Best of 2013 (books and stuff)

Hugo nominations are open and everyone’s been putting out their “Best of” lists. Now, no one cares what I think about these things but I can’t resist putting in my two cents. I read A LOT last year. For me, that is.


Best (new) novels that I read last year: Ancillary Justice by Ann Leckie and The Ocean at the End of the Lane by Neil Gaiman. Leckie’s is her debut novel and it’s the start of what looks to be an awesome space opera series. I’d never read Gaiman before but Ocean blew me away. It’s a beautiful, sad, and haunting fantasy. Of the other 2013 novels that I read, the final Wheel of Time book, A Memory of Light, was a great ending to the series. Brandon Sanderson really stuck the landing and did the late Robert Jordan proud. Though I wouldn’t call them award-material, I also enjoyed the latest Charlaine Harris and Jack McDevitt books. Harris’s last Sookie Stackhouse book, Dead Ever After, was another fitting series ending. McDevitt put out a prequel to his Academy series, Starhawk, and it was his usual great fun.
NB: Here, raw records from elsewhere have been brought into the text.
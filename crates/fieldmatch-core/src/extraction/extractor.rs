//! Two-path field extractor: form widgets and label/value pairs in page text.

use std::time::Instant;

use serde::{Deserialize, Serialize};
use tracing::{debug, info, trace};

use super::reading_order::reading_order;
use super::registry::{categorize, registry, FieldPattern};
use crate::document::PageSource;
use crate::error::{ExtractionError, Result};
use crate::models::config::ExtractionConfig;
use crate::models::field::{FieldRecord, FieldSet, FieldSource, Point};
use crate::models::page::{PageContent, TextToken};
use crate::normalize::normalize;

/// Everything extracted from one document.
#[derive(Debug, Clone, PartialEq, Serialize, Deserialize)]
pub struct ExtractedDocument {
    /// Document identifier.
    pub name: String,
    /// Number of pages processed.
    pub total_pages: u32,
    /// Categorized fields, values normalized.
    pub fields: FieldSet,
    /// Every named form widget seen, categorized or not.
    pub form_fields: Vec<FormFieldEntry>,
    /// Extraction diagnostics.
    pub metadata: ExtractionMetadata,
}

/// A form widget as found in the document.
#[derive(Debug, Clone, PartialEq, Serialize, Deserialize)]
pub struct FormFieldEntry {
    /// `form_<page>_<index>`.
    pub id: String,
    pub name: String,
    pub value: String,
    #[serde(rename = "type")]
    pub type_tag: String,
    pub page: u32,
    #[serde(skip_serializing_if = "Option::is_none")]
    pub rect: Option<[f32; 4]>,
}

/// Extraction diagnostics.
#[derive(Debug, Clone, Default, PartialEq, Serialize, Deserialize)]
pub struct ExtractionMetadata {
    pub total_fields: usize,
    pub form_field_count: usize,
    pub text_field_count: usize,
    pub widget_count: usize,
    pub processing_time_ms: u64,
}

/// Extracts a [`FieldSet`] from a document's pages.
pub struct FieldExtractor {
    config: ExtractionConfig,
}

/// Mutable state for one extraction call.
#[derive(Default)]
struct Extraction {
    fields: FieldSet,
    form_fields: Vec<FormFieldEntry>,
}

impl FieldExtractor {
    /// Create an extractor with default settings.
    pub fn new() -> Self {
        Self::with_config(ExtractionConfig::default())
    }

    pub fn with_config(config: ExtractionConfig) -> Self {
        Self { config }
    }

    pub fn config(&self) -> &ExtractionConfig {
        &self.config
    }

    /// Extract fields from a page source.
    ///
    /// Pages are awaited one at a time in ascending order. A page that fails
    /// to load aborts the whole document.
    pub async fn extract<S: PageSource>(&self, source: &mut S) -> Result<ExtractedDocument> {
        let start = Instant::now();
        let name = source.name().to_string();
        let page_count = source.page_count();

        info!("Extracting fields from {} ({} pages)", name, page_count);

        let mut extraction = Extraction::default();
        for number in 1..=page_count {
            let page = source
                .load_page(number)
                .await
                .map_err(|err| ExtractionError::DocumentRead {
                    document: name.clone(),
                    page: number,
                    source: err,
                })?;
            self.process_page(number, &page, &mut extraction);
        }

        Ok(self.finish(name, page_count, extraction, start))
    }

    /// Extract fields from pages that are already in memory.
    pub fn extract_pages(&self, name: &str, pages: &[PageContent]) -> ExtractedDocument {
        let start = Instant::now();

        info!("Extracting fields from {} ({} pages)", name, pages.len());

        let mut ordered: Vec<&PageContent> = pages.iter().collect();
        ordered.sort_by_key(|p| p.number);

        let mut extraction = Extraction::default();
        for page in ordered {
            self.process_page(page.number, page, &mut extraction);
        }

        self.finish(name.to_string(), pages.len() as u32, extraction, start)
    }

    fn process_page(&self, number: u32, page: &PageContent, extraction: &mut Extraction) {
        let before = extraction.fields.len();

        self.process_form_fields(number, page, extraction);
        self.process_text(number, &page.tokens, &mut extraction.fields);

        debug!(
            "Page {}: {} annotations, {} tokens, {} new fields",
            number,
            page.annotations.len(),
            page.tokens.len(),
            extraction.fields.len() - before
        );
    }

    fn process_form_fields(&self, number: u32, page: &PageContent, extraction: &mut Extraction) {
        for (index, annotation) in page.annotations.iter().enumerate() {
            if !annotation.is_form_field() {
                trace!("Skipping annotation {} on page {}", index, number);
                continue;
            }

            extraction.form_fields.push(FormFieldEntry {
                id: format!("form_{}_{}", number, index),
                name: annotation.name.clone(),
                value: annotation.value.clone(),
                type_tag: annotation.type_tag.clone().unwrap_or_else(|| "text".to_string()),
                page: number,
                rect: annotation.rect,
            });

            let Some(pattern) = categorize(&annotation.name, &annotation.value) else {
                trace!("Form field {:?} not categorized", annotation.name);
                continue;
            };

            let record = FieldRecord::new(
                annotation.name.as_str(),
                annotation.value.as_str(),
                pattern.semantic_type,
                self.config.form_field_confidence,
                FieldSource::FormField,
                number,
            );

            if extraction.fields.insert(pattern.field_type, record) {
                debug!("Form field {:?} -> {}", annotation.name, pattern.field_type);
            }
        }
    }

    fn process_text(&self, number: u32, tokens: &[TextToken], fields: &mut FieldSet) {
        let ordered = reading_order(tokens, self.config.same_line_tolerance);

        for (index, token) in ordered.iter().enumerate() {
            let label = token.text.trim();
            if label.is_empty() {
                continue;
            }

            for pattern in registry() {
                if !pattern.matches_label(label) || fields.contains(pattern.field_type) {
                    continue;
                }
                trace!("Label {:?} for {} on page {}", label, pattern.field_type, number);

                if let Some((value, position)) = self.find_nearby_value(&ordered, index, pattern) {
                    let record = FieldRecord::new(
                        label,
                        value,
                        pattern.semantic_type,
                        self.config.text_pattern_confidence,
                        FieldSource::TextPattern,
                        number,
                    )
                    .with_position(token.origin(), position);

                    fields.insert(pattern.field_type, record);
                    debug!("Text field {:?} = {:?} -> {}", label, value, pattern.field_type);
                }
            }
        }
    }

    /// Find the first token after `label_index`, within the search window and
    /// radius, whose text is a plausible value for `pattern`.
    fn find_nearby_value<'t>(
        &self,
        ordered: &[&'t TextToken],
        label_index: usize,
        pattern: &FieldPattern,
    ) -> Option<(&'t str, Point)> {
        let label_pos = ordered[label_index].origin();

        ordered
            .iter()
            .skip(label_index + 1)
            .take(self.config.search_window)
            .filter(|t| label_pos.distance(&t.origin()) <= self.config.search_radius)
            .find_map(|&t| pattern.capture_value(&t.text).map(|v| (v, t.origin())))
    }

    fn finish(
        &self,
        name: String,
        total_pages: u32,
        extraction: Extraction,
        start: Instant,
    ) -> ExtractedDocument {
        let Extraction {
            mut fields,
            form_fields,
        } = extraction;

        for record in fields.values_mut() {
            record.value = normalize(&record.value, record.semantic_type);
        }

        let metadata = ExtractionMetadata {
            total_fields: fields.len(),
            form_field_count: fields.count_by_source(FieldSource::FormField),
            text_field_count: fields.count_by_source(FieldSource::TextPattern),
            widget_count: form_fields.len(),
            processing_time_ms: start.elapsed().as_millis() as u64,
        };

        info!(
            "Extracted {} fields from {} ({} form, {} text)",
            metadata.total_fields, name, metadata.form_field_count, metadata.text_field_count
        );

        ExtractedDocument {
            name,
            total_pages,
            fields,
            form_fields,
            metadata,
        }
    }
}

impl Default for FieldExtractor {
    fn default() -> Self {
        Self::new()
    }
}
//! String similarity based on Levenshtein edit distance.

/// Levenshtein distance between two strings, counted in characters.
///
/// Insertions, deletions and substitutions each cost 1.
pub fn levenshtein(a: &str, b: &str) -> usize {
    let a: Vec<char> = a.chars().collect();
    let b: Vec<char> = b.chars().collect();

    if a.is_empty() {
        return b.len();
    }
    if b.is_empty() {
        return a.len();
    }

    // (len(a) + 1) x (len(b) + 1) table; row i holds distances for a[..i].
    let mut table = vec![vec![0usize; b.len() + 1]; a.len() + 1];
    for (i, row) in table.iter_mut().enumerate() {
        row[0] = i;
    }
    for j in 0..=b.len() {
        table[0][j] = j;
    }

    for i in 1..=a.len() {
        for j in 1..=b.len() {
            table[i][j] = if a[i - 1] == b[j - 1] {
                table[i - 1][j - 1]
            } else {
                1 + table[i - 1][j - 1]
                    .min(table[i - 1][j])
                    .min(table[i][j - 1])
            };
        }
    }

    table[a.len()][b.len()]
}

/// Normalized similarity in `[0, 1]`: `1 - distance / len(longer)`.
///
/// Two empty strings are fully similar.
pub fn similarity(a: &str, b: &str) -> f64 {
    let (len_a, len_b) = (a.chars().count(), b.chars().count());
    let (longer, shorter, longer_len) = if len_a >= len_b {
        (a, b, len_a)
    } else {
        (b, a, len_b)
    };

    if longer_len == 0 {
        return 1.0;
    }

    1.0 - levenshtein(longer, shorter) as f64 / longer_len as f64
}
//! In-memory page feed, loadable from a JSON dump.

use std::path::Path;

use serde::{Deserialize, Serialize};
use thiserror::Error;
use tracing::debug;

use super::{BoxError, PageSource};
use crate::error::Result;
use crate::models::page::PageContent;

/// A requested page is not part of the dump.
#[derive(Error, Debug)]
#[error("page {page} not found (document has {count} pages)")]
pub struct PageNotFound {
    pub page: u32,
    pub count: u32,
}

/// Pre-decoded document content.
///
/// This is the format written by external loaders: a document name and its
/// pages with form annotations and positioned tokens.
#[derive(Debug, Clone, Default, PartialEq, Serialize, Deserialize)]
pub struct DocumentDump {
    /// Document identifier.
    pub name: String,

    /// Pages in the document.
    #[serde(default)]
    pub pages: Vec<PageContent>,
}

impl DocumentDump {
    pub fn new(name: impl Into<String>, pages: Vec<PageContent>) -> Self {
        Self {
            name: name.into(),
            pages,
        }
    }

    /// Parse a dump from JSON.
    pub fn from_json(json: &str) -> Result<Self> {
        Ok(serde_json::from_str(json)?)
    }

    /// Load a dump from a JSON file.
    ///
    /// The file stem is used as the name when the dump does not carry one.
    pub fn from_file(path: &Path) -> Result<Self> {
        let content = std::fs::read_to_string(path)?;
        let mut dump = Self::from_json(&content)?;

        if dump.name.is_empty() {
            dump.name = path
                .file_name()
                .map(|n| n.to_string_lossy().into_owned())
                .unwrap_or_default();
        }

        debug!("Loaded dump {} with {} pages", dump.name, dump.pages.len());
        Ok(dump)
    }
}

impl PageSource for DocumentDump {
    fn name(&self) -> &str {
        &self.name
    }

    fn page_count(&self) -> u32 {
        self.pages.len() as u32
    }

    async fn load_page(&mut self, page: u32) -> std::result::Result<PageContent, BoxError> {
        let count = self.page_count();
        let content = self
            .pages
            .iter()
            .find(|p| p.number == page)
            .cloned()
            .ok_or(PageNotFound { page, count })?;
        Ok(content)
    }
}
My favorites were “Equoid” by Charles Stross and “Burning Girls” by Veronica Schanoes, both from, and “Shadows for Silence in the Forests of Hell” by Brandon Sanderson and “The Princess and the Queen” by George R.R. Martin, both in the Dangerous Women anthology. “Equoid” is part of Stross’s “Laundry” series and shows us that unicorns are not sweet, sparkly creatures but ones of eldritch horror. “Burning Girls” is a dark fantasy based on Jewish folklore. “Shadows for Silence…” is a brutal tale of a woman who lives among dangerous ghosts and makes ends meet as a bounty hunter. “The Princess and the Queen” gives some backhistory of Westeros, during a Targaryen civil war, dragon against dragon. All of these were hard to put down.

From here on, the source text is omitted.